User talk:Lucas Werkmeister/Ranker

From Wikidata
Jump to navigation Jump to search

Feature request: edit SPARQL-selected statements

[edit]

Copying this here from project chat, since I didn’t get around to respond before it got archived: --Lucas Werkmeister (talk) 23:39, 11 February 2021 (UTC)[reply]

Hello -Lucas, thanks for your work on this! I think it's high time we had some nice tools for editing ranks. This is really useful, although I often want to mass-edit statements in more than one item. It would be great if I could load more statements using a SPARQL query, such as this one:
select ?item ?id ?statement where {

  ?item wdt:P762 ?id .
  ?item p:P1435 ?statement .
  ?statement ps:P1435 wd:Q385405 ; wikibase:rank ?rank filter(?rank != wikibase:DeprecatedRank) .  

} limit 10
Try it!

... and the tool would load all statements displayed in the ?statement variable and enable me to change their rank.

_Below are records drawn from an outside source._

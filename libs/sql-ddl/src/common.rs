use std::fmt::{Display, Formatter, Result};

/// Write the items of an iterator to a formatter with a separator between
/// them, without allocating an intermediate string.
pub trait IteratorJoin {
    fn join(self, sep: &str, f: &mut Formatter<'_>) -> Result;
}

impl<T, I> IteratorJoin for T
where
    T: Iterator<Item = I>,
    I: Display,
{
    fn join(mut self, sep: &str, f: &mut Formatter<'_>) -> Result {
        if let Some(first) = self.next() {
            first.fmt(f)?;
        }

        for item in self {
            f.write_str(sep)?;
            item.fmt(f)?;
        }

        Ok(())
    }
}

/// Write `s` surrounded by `quote`, doubling every embedded `quote`.
pub(crate) fn write_escaped(f: &mut Formatter<'_>, s: &str, quote: char) -> Result {
    use std::fmt::Write as _;

    f.write_char(quote)?;

    for (idx, part) in s.split(quote).enumerate() {
        if idx > 0 {
            f.write_char(quote)?;
            f.write_char(quote)?;
        }

        f.write_str(part)?;
    }

    f.write_char(quote)
}
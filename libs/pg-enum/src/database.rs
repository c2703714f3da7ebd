use crate::{
    catalog,
    conversion::{install_enum_array_procs, ConversionProcs},
    schema::{self, ColumnEntry, SchemaIntrospector},
    AddEnumValueOptions, ColumnType, DatabaseOptions, DropEnumOptions, EnumCatalog, EnumDdl, EnumDescriptor,
    EnumRegistry, ErrorKind, TypeName,
};
use parking_lot::Mutex;
use sql_connection::{SyncSqlConnection, Value};
use std::sync::Arc;

/// A connection with enum support activated.
///
/// Activation reads the enum catalog once. Every enum DDL statement run
/// through this handle reads it again, so the registry always matches what
/// the handle itself changed. Changes made elsewhere are picked up after
/// [`invalidate_enum_labels`](#method.invalidate_enum_labels) or an explicit
/// [`refresh_enum_labels`](#method.refresh_enum_labels).
#[derive(Debug)]
pub struct Database<C> {
    conn: C,
    options: DatabaseOptions,
    registry: EnumRegistry,
    conversion_procs: Arc<ConversionProcs>,
    /// Held for a whole refresh, so reads commit in the order they ran.
    refresh_lock: Mutex<()>,
}

impl<C> Database<C>
where
    C: SyncSqlConnection,
{
    /// Activate enum support on `conn`. Fails, and leaves nothing behind, if
    /// the catalog cannot be read.
    pub fn activate(conn: C, options: DatabaseOptions) -> crate::Result<Self> {
        Self::activate_with_conversion_procs(conn, options, Arc::new(ConversionProcs::new()))
    }

    /// Like [`activate`](#method.activate), installing array conversions into
    /// an existing table shared with other users of the connection.
    #[tracing::instrument(skip(conn, conversion_procs))]
    pub fn activate_with_conversion_procs(
        conn: C,
        options: DatabaseOptions,
        conversion_procs: Arc<ConversionProcs>,
    ) -> crate::Result<Self> {
        let db = Self {
            conn,
            options,
            registry: EnumRegistry::new(),
            conversion_procs,
            refresh_lock: Mutex::new(()),
        };

        db.refresh_enum_labels()?;

        Ok(db)
    }

    pub fn connection(&self) -> &C {
        &self.conn
    }

    pub fn options(&self) -> &DatabaseOptions {
        &self.options
    }

    pub fn registry(&self) -> &EnumRegistry {
        &self.registry
    }

    pub fn conversion_procs(&self) -> &Arc<ConversionProcs> {
        &self.conversion_procs
    }

    /// Read the catalog and swap in a new registry snapshot. On failure the
    /// previous snapshot stays in place. An invalidation that arrives while
    /// the catalog is being read leaves the registry stale.
    pub fn refresh_enum_labels(&self) -> crate::Result<Arc<EnumCatalog>> {
        let _guard = self.refresh_lock.lock();

        let generation = self.registry.generation();
        let rows = catalog::read(&self.conn, &self.options)?;
        let catalog = self.registry.commit(EnumCatalog::from(rows), generation);

        if self.options.array_support {
            install_enum_array_procs(&catalog, &self.conversion_procs);
        }

        tracing::debug!(enums = catalog.len(), "refreshed enum labels");

        Ok(catalog)
    }

    /// Mark the registry as outdated. The next lookup reads the catalog again.
    pub fn invalidate_enum_labels(&self) {
        self.registry.invalidate();
    }

    fn ensure_fresh(&self) -> crate::Result<Arc<EnumCatalog>> {
        if self.registry.is_stale() {
            self.refresh_enum_labels()
        } else {
            Ok(self.registry.snapshot())
        }
    }

    /// The labels of the enum type with oid `type_id`, if it is one.
    pub fn enum_labels(&self, type_id: u32) -> crate::Result<Option<EnumDescriptor>> {
        Ok(self.ensure_fresh()?.lookup(type_id).cloned())
    }

    /// The columns of `table`, with `enum_values` set on every enum column
    /// whose type is known.
    pub fn schema(&self, table: &str) -> crate::Result<Vec<ColumnEntry>>
    where
        C: SchemaIntrospector,
    {
        let columns = self.conn.parse_table_schema(table)?;
        let catalog = self.ensure_fresh()?;

        Ok(schema::augment(columns, &catalog))
    }

    /// Typecast `value` for a column whose type tag is `column_type`.
    pub fn typecast_value(&self, column_type: &str, value: Value) -> crate::Result<Value> {
        let column_type = ColumnType::from_tag(column_type)
            .ok_or_else(|| ErrorKind::UnknownColumnType(column_type.to_owned()))?;

        column_type.typecast(value)
    }

    pub fn create_enum<I, V>(&self, name: impl Into<TypeName>, values: I) -> crate::Result<()>
    where
        I: IntoIterator<Item = V>,
        V: Into<String>,
    {
        self.run_enum_ddl(&EnumDdl::create_enum(name, values))
    }

    pub fn drop_enum(&self, name: impl Into<TypeName>, options: DropEnumOptions) -> crate::Result<()> {
        self.run_enum_ddl(&EnumDdl::drop_enum(name, options))
    }

    pub fn rename_enum(&self, from: impl Into<TypeName>, to: impl Into<TypeName>) -> crate::Result<()> {
        self.run_enum_ddl(&EnumDdl::rename_enum(from, to))
    }

    pub fn rename_enum_value(
        &self,
        name: impl Into<TypeName>,
        from: impl Into<String>,
        to: impl Into<String>,
    ) -> crate::Result<()> {
        self.run_enum_ddl(&EnumDdl::rename_enum_value(name, from, to))
    }

    pub fn add_enum_value(
        &self,
        name: impl Into<TypeName>,
        value: impl Into<String>,
        options: AddEnumValueOptions,
    ) -> crate::Result<()> {
        self.run_enum_ddl(&EnumDdl::add_enum_value(name, value, options))
    }

    /// Execute one DDL step and read the catalog again.
    #[tracing::instrument(skip(self), fields(operation = step.operation()))]
    pub fn run_enum_ddl(&self, step: &EnumDdl) -> crate::Result<()> {
        let sql = step.to_sql(self.options.quote_identifiers)?;

        tracing::debug!(%sql, "running enum DDL");
        self.conn.execute_raw(&sql)?;

        self.refresh_enum_labels()?;

        Ok(())
    }
}
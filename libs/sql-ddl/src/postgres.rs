use crate::common::{write_escaped, IteratorJoin};
use std::{borrow::Cow, fmt::Display};

/// Render a `CREATE TYPE ... AS ENUM` statement.
///
/// ```
/// # use sql_ddl::postgres::{CreateEnum, PostgresIdentifier};
///
/// let name = PostgresIdentifier::from("mood");
/// let create_enum = CreateEnum {
///     enum_name: &name,
///     variants: vec!["sad".into(), "ok".into(), "happy".into()],
/// };
///
/// assert_eq!(create_enum.to_string(), r#"CREATE TYPE "mood" AS ENUM ('sad', 'ok', 'happy')"#);
/// ```
pub struct CreateEnum<'a> {
    pub enum_name: &'a dyn Display,
    pub variants: Vec<Cow<'a, str>>,
}

impl Display for CreateEnum<'_> {
    fn fmt(&self, f: &mut std::fmt::Formatter<'_>) -> std::fmt::Result {
        write!(f, "CREATE TYPE {enum_name} AS ENUM (", enum_name = self.enum_name)?;
        self.variants.iter().map(|s| StrLit(s)).join(", ", f)?;
        f.write_str(")")
    }
}

/// Render a `DROP TYPE` statement.
///
/// ```
/// # use sql_ddl::postgres::{DropType, PostgresIdentifier};
///
/// let name = PostgresIdentifier::from("CatMood");
///
/// let drop_type = DropType { type_name: &name, if_exists: false, cascade: false };
/// assert_eq!(drop_type.to_string(), r#"DROP TYPE "CatMood""#);
///
/// let drop_type = DropType { type_name: &name, if_exists: true, cascade: true };
/// assert_eq!(drop_type.to_string(), r#"DROP TYPE IF EXISTS "CatMood" CASCADE"#);
/// ```
pub struct DropType<'a> {
    /// The name of the type to be dropped.
    pub type_name: &'a dyn Display,
    pub if_exists: bool,
    pub cascade: bool,
}

impl Display for DropType<'_> {
    fn fmt(&self, f: &mut std::fmt::Formatter<'_>) -> std::fmt::Result {
        f.write_str("DROP TYPE ")?;

        if self.if_exists {
            f.write_str("IF EXISTS ")?;
        }

        self.type_name.fmt(f)?;

        if self.cascade {
            f.write_str(" CASCADE")?;
        }

        Ok(())
    }
}

/// Render an `ALTER TYPE` statement with a single clause.
pub struct AlterType<'a> {
    pub type_name: &'a dyn Display,
    pub clause: AlterTypeClause<'a>,
}

impl Display for AlterType<'_> {
    fn fmt(&self, f: &mut std::fmt::Formatter<'_>) -> std::fmt::Result {
        f.write_str("ALTER TYPE ")?;
        self.type_name.fmt(f)?;
        f.write_str(" ")?;
        self.clause.fmt(f)
    }
}

pub enum AlterTypeClause<'a> {
    /// `RENAME TO <new name>`
    RenameTo(&'a dyn Display),
    /// `RENAME VALUE '<from>' TO '<to>'`
    RenameValue { from: Cow<'a, str>, to: Cow<'a, str> },
    /// `ADD VALUE [IF NOT EXISTS] '<value>' [BEFORE|AFTER '<neighbor>']`
    AddValue {
        value: Cow<'a, str>,
        if_not_exists: bool,
        position: Option<EnumValuePosition<'a>>,
    },
}

impl Display for AlterTypeClause<'_> {
    fn fmt(&self, f: &mut std::fmt::Formatter<'_>) -> std::fmt::Result {
        match self {
            AlterTypeClause::RenameTo(to) => {
                f.write_str("RENAME TO ")?;
                to.fmt(f)
            }
            AlterTypeClause::RenameValue { from, to } => {
                write!(f, "RENAME VALUE {} TO {}", StrLit(from), StrLit(to))
            }
            AlterTypeClause::AddValue {
                value,
                if_not_exists,
                position,
            } => {
                f.write_str("ADD VALUE ")?;

                if *if_not_exists {
                    f.write_str("IF NOT EXISTS ")?;
                }

                StrLit(value).fmt(f)?;

                if let Some(position) = position {
                    f.write_str(" ")?;
                    position.fmt(f)?;
                }

                Ok(())
            }
        }
    }
}

/// Where a new value goes relative to an existing one. Without a position,
/// PostgreSQL appends the value at the end.
#[derive(Debug, Clone, PartialEq, Eq)]
pub enum EnumValuePosition<'a> {
    Before(Cow<'a, str>),
    After(Cow<'a, str>),
}

impl Display for EnumValuePosition<'_> {
    fn fmt(&self, f: &mut std::fmt::Formatter<'_>) -> std::fmt::Result {
        match self {
            EnumValuePosition::Before(neighbor) => write!(f, "BEFORE {}", StrLit(neighbor)),
            EnumValuePosition::After(neighbor) => write!(f, "AFTER {}", StrLit(neighbor)),
        }
    }
}

#[derive(Debug, Clone, PartialEq, Eq)]
pub enum PostgresIdentifier<'a> {
    /// Simple identifier without a schema(namespace).
    Simple(Cow<'a, str>),
    /// Identifier with a schema(namespace). The first field is the schema.
    WithSchema(Cow<'a, str>, Cow<'a, str>),
}

impl<'a> PostgresIdentifier<'a> {
    pub fn new(namespace: Option<&'a str>, name: &'a str) -> Self {
        match namespace {
            Some(ns) => PostgresIdentifier::WithSchema(ns.into(), name.into()),
            None => PostgresIdentifier::Simple(name.into()),
        }
    }

    /// Render without double quotes, for connections that do not quote
    /// identifiers.
    pub fn bare(&self) -> BareIdentifier<'_, 'a> {
        BareIdentifier(self)
    }
}

impl Default for PostgresIdentifier<'_> {
    fn default() -> Self {
        PostgresIdentifier::Simple(Cow::Borrowed(""))
    }
}

impl<'a> From<&'a str> for PostgresIdentifier<'a> {
    fn from(s: &'a str) -> Self {
        PostgresIdentifier::Simple(Cow::Borrowed(s))
    }
}

impl<'a> From<(&'a str, &'a str)> for PostgresIdentifier<'a> {
    fn from((schema, item): (&'a str, &'a str)) -> Self {
        PostgresIdentifier::WithSchema(Cow::Borrowed(schema), Cow::Borrowed(item))
    }
}

impl Display for PostgresIdentifier<'_> {
    fn fmt(&self, f: &mut std::fmt::Formatter<'_>) -> std::fmt::Result {
        let delimiter = '"';

        match self {
            PostgresIdentifier::Simple(name) => write_escaped(f, name, delimiter),
            PostgresIdentifier::WithSchema(prefix, name) => {
                write_escaped(f, prefix, delimiter)?;
                f.write_str(".")?;
                write_escaped(f, name, delimiter)
            }
        }
    }
}

/// See [PostgresIdentifier::bare](enum.PostgresIdentifier.html#method.bare).
#[derive(Debug)]
pub struct BareIdentifier<'b, 'a>(&'b PostgresIdentifier<'a>);

impl Display for BareIdentifier<'_, '_> {
    fn fmt(&self, f: &mut std::fmt::Formatter<'_>) -> std::fmt::Result {
        match self.0 {
            PostgresIdentifier::Simple(name) => f.write_str(name),
            PostgresIdentifier::WithSchema(prefix, name) => write!(f, "{prefix}.{name}"),
        }
    }
}

/// A single-quoted string literal.
pub struct StrLit<'a>(pub &'a str);

impl Display for StrLit<'_> {
    fn fmt(&self, f: &mut std::fmt::Formatter<'_>) -> std::fmt::Result {
        write_escaped(f, self.0, '\'')
    }
}
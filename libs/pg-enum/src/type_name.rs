use sql_ddl::postgres::PostgresIdentifier;
use std::fmt::{self, Display};

/// The name of a type, optionally qualified with its schema.
#[derive(Debug, Clone, PartialEq, Eq, Hash, PartialOrd, Ord)]
pub struct TypeName {
    pub schema: Option<String>,
    pub name: String,
}

impl TypeName {
    pub fn new(name: impl Into<String>) -> Self {
        Self {
            schema: None,
            name: name.into(),
        }
    }

    pub fn qualified(schema: impl Into<String>, name: impl Into<String>) -> Self {
        Self {
            schema: Some(schema.into()),
            name: name.into(),
        }
    }

    /// Read `schema__name` as a qualified name. Anything without a double
    /// underscore is a plain name.
    ///
    /// ```
    /// # use pg_enum::TypeName;
    /// assert_eq!(TypeName::split("sch__foo"), TypeName::qualified("sch", "foo"));
    /// assert_eq!(TypeName::split("foo"), TypeName::new("foo"));
    /// ```
    pub fn split(s: &str) -> Self {
        match s.split_once("__") {
            Some((schema, name)) if !schema.is_empty() && !name.is_empty() => Self::qualified(schema, name),
            _ => Self::new(s),
        }
    }

    pub(crate) fn to_identifier(&self) -> PostgresIdentifier<'_> {
        PostgresIdentifier::new(self.schema.as_deref(), &self.name)
    }
}

impl Display for TypeName {
    fn fmt(&self, f: &mut fmt::Formatter<'_>) -> fmt::Result {
        self.to_identifier().bare().fmt(f)
    }
}

impl From<&str> for TypeName {
    fn from(name: &str) -> Self {
        Self::new(name)
    }
}

impl From<String> for TypeName {
    fn from(name: String) -> Self {
        Self::new(name)
    }
}

impl From<(&str, &str)> for TypeName {
    fn from((schema, name): (&str, &str)) -> Self {
        Self::qualified(schema, name)
    }
}

impl From<&TypeName> for TypeName {
    fn from(name: &TypeName) -> Self {
        name.clone()
    }
}
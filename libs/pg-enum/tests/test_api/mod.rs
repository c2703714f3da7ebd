#![allow(dead_code)]

use parking_lot::Mutex;
use pg_enum::*;
use sql_connection::{Error as ConnectionError, ErrorKind as ConnectionErrorKind, ResultSet};
use std::{
    io,
    sync::{Arc, Barrier},
};

pub const LABELS_SQL: &str =
    "SELECT CAST(enumtypid AS integer) AS v, enumlabel FROM pg_enum ORDER BY enumtypid, enumsortorder";

pub const LABELS_SQL_WITHOUT_SORT_ORDER: &str =
    "SELECT CAST(enumtypid AS integer) AS v, enumlabel FROM pg_enum ORDER BY enumtypid";

pub const NO_ARRAY_TYPES_SQL: &str =
    "SELECT typname, CAST(typarray AS integer) AS v, CAST(oid AS integer) AS sv FROM pg_type WHERE ((1 = 0) AND (typarray != 0))";

pub const ARRAY_TYPES_SQL: &str =
    "SELECT typname, CAST(typarray AS integer) AS v, CAST(oid AS integer) AS sv FROM pg_type WHERE ((oid IN (1)) AND (typarray != 0))";

/// A connection that records every statement and answers the two catalog
/// queries from in-memory rows.
#[derive(Debug)]
pub struct MockConnection {
    server_version: u32,
    sqls: Mutex<Vec<String>>,
    labels: Mutex<Vec<(i64, String)>>,
    array_types: Mutex<Vec<(String, i64, i64)>>,
    columns: Vec<ColumnEntry>,
    failing: Mutex<Option<&'static str>>,
    label_rows_override: Mutex<Option<ResultSet>>,
    labels_pause: Mutex<Option<Arc<Barrier>>>,
}

impl MockConnection {
    /// An empty catalog on a current server.
    pub fn new() -> Self {
        Self {
            server_version: 150004,
            sqls: Mutex::new(Vec::new()),
            labels: Mutex::new(Vec::new()),
            array_types: Mutex::new(Vec::new()),
            columns: vec![
                (
                    "a".to_owned(),
                    ColumnMetadata::new(Some(ColumnType::Enum), Some(1)),
                ),
                ("b".to_owned(), ColumnMetadata::new(None, Some(1234))),
            ],
            failing: Mutex::new(None),
            label_rows_override: Mutex::new(None),
            labels_pause: Mutex::new(None),
        }
    }

    /// One enum type (oid 1, labels a b c) and one array type row whose
    /// element oid is not that enum.
    pub fn with_fixture() -> Self {
        let conn = Self::new();
        conn.set_labels(&[(1, "a"), (1, "b"), (1, "c")]);
        conn.set_array_types(&[("enum1", 212389, 212388)]);
        conn
    }

    pub fn with_server_version(mut self, server_version: u32) -> Self {
        self.server_version = server_version;
        self
    }

    pub fn set_labels(&self, labels: &[(i64, &str)]) {
        *self.labels.lock() = labels.iter().map(|(v, label)| (*v, (*label).to_owned())).collect();
    }

    pub fn set_array_types(&self, array_types: &[(&str, i64, i64)]) {
        *self.array_types.lock() = array_types
            .iter()
            .map(|(typname, v, sv)| ((*typname).to_owned(), *v, *sv))
            .collect();
    }

    /// Answer the label query with `result_set` as is.
    pub fn set_label_rows(&self, result_set: ResultSet) {
        *self.label_rows_override.lock() = Some(result_set);
    }

    /// The next label query reads its rows, then waits on `barrier` twice:
    /// once to signal that the read happened, once to be let through.
    pub fn pause_next_labels_query(&self, barrier: Arc<Barrier>) {
        *self.labels_pause.lock() = Some(barrier);
    }

    /// Make every statement starting with `prefix` fail until `recover`.
    pub fn fail_on(&self, prefix: &'static str) {
        *self.failing.lock() = Some(prefix);
    }

    pub fn recover(&self) {
        *self.failing.lock() = None;
    }

    /// The statements run since the last call, oldest first.
    pub fn sqls(&self) -> Vec<String> {
        std::mem::take(&mut *self.sqls.lock())
    }

    fn record(&self, sql: &str) -> sql_connection::Result<()> {
        self.sqls.lock().push(sql.to_owned());

        match *self.failing.lock() {
            Some(prefix) if sql.starts_with(prefix) => {
                let err = io::Error::new(io::ErrorKind::ConnectionReset, "server closed the connection");
                let mut builder = ConnectionError::builder(ConnectionErrorKind::query_error(err));
                builder.set_original_code("08006");

                Err(builder.build())
            }
            _ => Ok(()),
        }
    }
}

impl SyncSqlConnection for MockConnection {
    fn query_raw(&self, sql: &str) -> sql_connection::Result<ResultSet> {
        self.record(sql)?;

        let result_set = if sql.starts_with("SELECT CAST(enumtypid") {
            let result_set = match self.label_rows_override.lock().clone() {
                Some(result_set) => result_set,
                None => {
                    let rows = self
                        .labels
                        .lock()
                        .iter()
                        .map(|(v, label)| vec![Value::integer(*v), Value::text(label.as_str())])
                        .collect();

                    ResultSet::new(vec!["v".to_owned(), "enumlabel".to_owned()], rows)
                }
            };

            let pause = self.labels_pause.lock().take();

            if let Some(barrier) = pause {
                barrier.wait();
                barrier.wait();
            }

            result_set
        } else if sql.starts_with("SELECT typname") {
            let rows = self
                .array_types
                .lock()
                .iter()
                .map(|(typname, v, sv)| vec![Value::text(typname.as_str()), Value::integer(*v), Value::integer(*sv)])
                .collect();

            ResultSet::new(vec!["typname".to_owned(), "v".to_owned(), "sv".to_owned()], rows)
        } else {
            ResultSet::new(Vec::new(), Vec::new())
        };

        Ok(result_set)
    }

    fn execute_raw(&self, sql: &str) -> sql_connection::Result<u64> {
        self.record(sql)?;
        Ok(0)
    }

    fn server_version(&self) -> sql_connection::Result<u32> {
        Ok(self.server_version)
    }
}

impl SchemaIntrospector for MockConnection {
    fn parse_table_schema(&self, _table: &str) -> pg_enum::Result<Vec<ColumnEntry>> {
        Ok(self.columns.clone())
    }
}

/// Unquoted identifiers, as in the expected SQL throughout these tests.
pub fn bare_options() -> DatabaseOptions {
    DatabaseOptions::default().with_quoted_identifiers(false)
}

pub fn array_options() -> DatabaseOptions {
    bare_options().with_array_support(true)
}

/// Activate on `conn` and forget the statements activation ran.
pub fn activate(conn: MockConnection, options: DatabaseOptions) -> Database<Arc<MockConnection>> {
    let conn = Arc::new(conn);
    let db = Database::activate(Arc::clone(&conn), options).unwrap();
    conn.sqls();
    db
}

/// The statements of a DDL statement followed by a full registry refresh on
/// an empty catalog.
pub fn ddl_then_refresh(ddl: &str) -> Vec<String> {
    vec![ddl.to_owned(), LABELS_SQL.to_owned(), NO_ARRAY_TYPES_SQL.to_owned()]
}
use crate::catalog::{ArrayTypeRow, CatalogRows, LabelRow};
use parking_lot::RwLock;
use serde::Serialize;
use std::{
    collections::BTreeMap,
    sync::{
        atomic::{AtomicU64, Ordering},
        Arc,
    },
};

/// The labels of one enum type, in the order the catalog returned them.
#[derive(Debug, Clone, PartialEq, Eq, Serialize)]
pub struct EnumDescriptor {
    pub type_id: u32,
    pub labels: Vec<String>,
}

/// Pairs an enum type with its one-dimensional array type.
#[derive(Debug, Clone, PartialEq, Eq)]
pub struct ArrayTypeLink {
    pub element_type_id: u32,
    pub array_type_id: u32,
    /// The enum type's name, for logging.
    pub type_name: String,
}

/// An immutable snapshot of every known enum type.
///
/// A type with no label rows has no descriptor at all, so a descriptor's
/// labels are never empty.
#[derive(Debug, Clone, Default, PartialEq, Eq)]
pub struct EnumCatalog {
    enums: BTreeMap<u32, EnumDescriptor>,
    array_links: BTreeMap<u32, ArrayTypeLink>,
}

impl EnumCatalog {
    /// Group label rows by type, keeping row order within each type, and key
    /// array links by their element (enum) type.
    pub fn build(labels: Vec<LabelRow>, array_types: Vec<ArrayTypeRow>) -> Self {
        let mut enums: BTreeMap<u32, EnumDescriptor> = BTreeMap::new();

        for LabelRow { type_id, label } in labels {
            enums
                .entry(type_id)
                .or_insert_with(|| EnumDescriptor {
                    type_id,
                    labels: Vec::new(),
                })
                .labels
                .push(label);
        }

        let array_links = array_types
            .into_iter()
            .map(|row| {
                let link = ArrayTypeLink {
                    element_type_id: row.element_type_id,
                    array_type_id: row.array_type_id,
                    type_name: row.type_name,
                };

                (link.element_type_id, link)
            })
            .collect();

        Self { enums, array_links }
    }

    pub fn lookup(&self, type_id: u32) -> Option<&EnumDescriptor> {
        self.enums.get(&type_id)
    }

    pub fn lookup_array_link(&self, type_id: u32) -> Option<&ArrayTypeLink> {
        self.array_links.get(&type_id)
    }

    /// All enum types, ordered by type id.
    pub fn enums(&self) -> impl Iterator<Item = &EnumDescriptor> + '_ {
        self.enums.values()
    }

    /// All array links, ordered by element type id.
    pub fn array_links(&self) -> impl Iterator<Item = &ArrayTypeLink> + '_ {
        self.array_links.values()
    }

    pub fn len(&self) -> usize {
        self.enums.len()
    }

    pub fn is_empty(&self) -> bool {
        self.enums.is_empty()
    }
}

impl From<CatalogRows> for EnumCatalog {
    fn from(rows: CatalogRows) -> Self {
        Self::build(rows.labels, rows.array_types)
    }
}

/// Shared, swappable holder of the current [`EnumCatalog`].
///
/// Readers get an `Arc` to a complete snapshot; a rebuild swaps in a new
/// snapshot under the write lock, so nobody ever sees a half-built mapping.
///
/// Every [`invalidate`](#method.invalidate) bumps a generation counter. A
/// snapshot remembers the generation that was current when its catalog read
/// started, and the registry is stale while that lags behind the counter.
#[derive(Debug, Default)]
pub struct EnumRegistry {
    current: RwLock<Snapshot>,
    generation: AtomicU64,
}

#[derive(Debug, Default)]
struct Snapshot {
    catalog: Arc<EnumCatalog>,
    generation: u64,
}

impl EnumRegistry {
    pub fn new() -> Self {
        Self::default()
    }

    /// Replace the contents with a catalog built from `labels` and
    /// `array_types`.
    pub fn build(&self, labels: Vec<LabelRow>, array_types: Vec<ArrayTypeRow>) -> Arc<EnumCatalog> {
        self.replace(EnumCatalog::build(labels, array_types))
    }

    /// Swap in a new snapshot that is current as of now.
    pub fn replace(&self, catalog: EnumCatalog) -> Arc<EnumCatalog> {
        self.commit(catalog, self.generation())
    }

    /// The generation to pass to [`commit`](#method.commit) for a catalog
    /// read that starts now.
    pub fn generation(&self) -> u64 {
        self.generation.load(Ordering::Acquire)
    }

    /// Swap in `catalog`, read as of `generation`. If the registry was
    /// invalidated after that, it stays stale.
    pub fn commit(&self, catalog: EnumCatalog, generation: u64) -> Arc<EnumCatalog> {
        let catalog = Arc::new(catalog);
        let mut current = self.current.write();

        current.catalog = Arc::clone(&catalog);
        current.generation = current.generation.max(generation);

        catalog
    }

    /// The current snapshot. Holding on to it does not block rebuilds.
    pub fn snapshot(&self) -> Arc<EnumCatalog> {
        Arc::clone(&self.current.read().catalog)
    }

    pub fn lookup(&self, type_id: u32) -> Option<EnumDescriptor> {
        self.current.read().catalog.lookup(type_id).cloned()
    }

    pub fn lookup_array_link(&self, type_id: u32) -> Option<ArrayTypeLink> {
        self.current.read().catalog.lookup_array_link(type_id).cloned()
    }

    /// Mark the contents as outdated. They stay readable until the owner
    /// rebuilds.
    pub fn invalidate(&self) {
        self.generation.fetch_add(1, Ordering::AcqRel);
    }

    pub fn is_stale(&self) -> bool {
        self.current.read().generation < self.generation()
    }
}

Do you think this would be feasible? Vojtěch Dostál (talk) 15:35, 3 February 2021 (UTC)[reply]

@Lucas Werkmeister: In the meantime, I am using this script and I run it in PAWS. Fairly simple, although not so simple as the proposed tool above :) Vojtěch Dostál (talk) 08:09, 4 May 2021 (UTC)[reply]
@Vojtěch Dostál: alright, I’ve been thinking a bit about how to organize this feature :) I think in addition to the SPARQL version, I also want to include a batch mode where the input is a textual list of statement IDs and optionally ranks, similar to QuickStatements or QuickCategories. This would be slightly less usable, but more flexible, than the SPARQL version, and I’d probably start the implementation with that and then proceed to SPARQL. So I’m envisioning the following URLs:
/batch/list/collective/www.wikidata.org/
gives you a form with a big text area, where you put your statement IDs (one per line), and the same buttons at the bottom as in normal mode – set rank to deprecated/normal/preferred, or increment rank.
/batch/query/collective/www.wikidata.org/
similar, but here the text area is for a SPARQL query, which should select a ?statement variable.
/batch/list/individual/www.wikidata.org/
gives you a form with a big text area, where you put your statement IDs and associated ranks (separated by | or tab character), and one “submit” button at the end.
/batch/query/individual/www.wikidata.org/
similar, but the text area is again for a SPARQL query, which should select ?statement and ?rank variables.
How does that sound? --Lucas Werkmeister (talk) 17:21, 10 May 2021 (UTC)[reply]
@Lucas Werkmeister Yes that sounds great and the proposed UI makes sense. Batch mode with a text area for statement IDs is absolutely adequate, the direct SPARQL query option is just an icing on the cake. Overall I think this would be a really great addition to the Wikidata tool universe :) Vojtěch Dostál (talk) 17:48, 10 May 2021 (UTC)[reply]
@Vojtěch Dostál alright, the first version is now available at https://ranker.toolforge.org/batch/list/collective/www.wikidata.org/. I’ll wait with announcing this until the other versions are also done (I’ll probably do list/individual next, then the SPARQL modes), but feel free to try it out and let me know how it works :) Lucas Werkmeister (talk) 18:58, 15 May 2021 (UTC)[reply]
That's great, Lukas, I'll try it as soon as I have some dataset to try it on :) Vojtěch Dostál (talk) 13:31, 16 May 2021 (UTC)[reply]
@Vojtěch Dostál https://ranker.toolforge.org/batch/list/individual/www.wikidata.org/ is also available now, if you need to set different ranks per statement. Lucas Werkmeister (talk) 18:17, 16 May 2021 (UTC)[reply]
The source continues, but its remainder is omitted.